Saya memanggilnya Mbak Yani. Pernah jadi anak buah: di bagian keuangan, khususnya yang mengurus kas-bon karyawan.
Bertahun tidak jumpa, tiba-tiba Mbak Yani mendaftar sebagai relawan Vaksin Nusantara. Orangnya pendiam. Kalem. Kulit bening. Rambut sebahu. Berkacamata.
Suatu saat Mbak Yani kirim komentar soal artikel di Disway. Lewat WA. Mungkin baru sekali itu seumur hidupnyi menulis komentar.
Saya pun membalas: kenapa tidak diposting di kolom komentar. Dia bilang singkat: malu. Merasa tidak layak.
"Masih jauh dari komentar-komentar dari pembaca Disway yang lain," jawab Mbak Yani.
Saya pun minta dia terus menulis. Saya lihat tulisannya kian baik. Sekali waktu saya tampilkan di Disway. Kian lama Mbak Yani kian sering menulis. Dikirim ke WA saya. Belum juga berani ke kolom komentar.
Suatu saat saya memanggilnyi ''Bu Yani". Langsung saya kena K.O: "tiba-tiba saya merasa tua", tulisnyi. Sejak kena K.O. itu saya harus ingat untuk memangilnyi Mbak Yani.

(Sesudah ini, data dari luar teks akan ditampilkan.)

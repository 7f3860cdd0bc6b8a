mod app_error;
mod database_converter;

pub use app_error::{AppError, AppResult, DUPLICATE_EMAIL_MESSAGE, ValidationFieldError};
pub use database_converter::{DatabaseErrorConverter, EMAIL_UNIQUE_CONSTRAINT};
//! Migrate command handler
//!
//! Applies, previews or reverts the embedded migrations against the
//! configured PostgreSQL database.

use crate::config::Settings;
use crate::db::{pending_migrations, revert_migrations, run_migrations};

pub struct MigrateCommandHandler {
    config: Settings,
}

impl MigrateCommandHandler {
    pub fn new(config: Settings) -> Self {
        Self { config }
    }

    /// # Errors
    /// - Missing or malformed database configuration
    /// - Connection or migration failures
    pub async fn execute(&self, dry_run: bool, rollback: Option<u32>) -> anyhow::Result<()> {
        // Migrations only make sense against postgres, whatever the backend says.
        self.config.database.validate()?;
        let url = self.config.database.url.as_str();

        if dry_run {
            let pending = pending_migrations(url).await?;
            if pending.is_empty() {
                println!("✓ No pending migrations - database is up to date");
            } else {
                println!("Found {} pending migration(s):", pending.len());
                for name in &pending {
                    println!("  - {}", name);
                }
                println!("\nRun without --dry-run to apply these migrations");
            }
            return Ok(());
        }

        if let Some(steps) = rollback {
            tracing::warn!(steps, "Reverting migrations");
            let reverted = revert_migrations(url, steps).await?;
            Self::report("Reverted", &reverted);
        } else {
            let applied = run_migrations(url).await?;
            Self::report("Applied", &applied);
        }

        Ok(())
    }

    fn report(action: &str, names: &[String]) {
        if names.is_empty() {
            println!("✓ Nothing to do");
            return;
        }
        println!("✓ {} {} migration(s):", action, names.len());
        for name in names {
            tracing::info!(migration = %name, "{}", action);
            println!("  - {}", name);
        }
    }
}
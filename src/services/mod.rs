//! Service layer for business logic operations.
//!
//! Services encapsulate business rules and coordinate between the store and
//! handlers.

mod user_service;

pub use user_service::UserService;

use std::sync::Arc;

use crate::repositories::UserStore;

/// Aggregates all services for convenient access.
///
/// Cloning is cheap since the store sits behind an `Arc`.
#[derive(Clone)]
pub struct Services {
    pub users: UserService,
}

impl Services {
    /// Creates a new Services instance over the given store.
    pub fn new(store: Arc<dyn UserStore>) -> Self {
        Self {
            users: UserService::new(store),
        }
    }
}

Agar hari ini Disway berisi tulisan tentang emas, maka saya muatkan tulisan Mbak Yakni ke WA saya –tanpa izin beliau.
Cobalah para perusuh menilai: layakkah masuk kolom komentar. Siapa tahu, kalau perusuh yang mengatakan beliau lebih pede. Inilah tulisan Mbak Yani.(Dahlan Iskan)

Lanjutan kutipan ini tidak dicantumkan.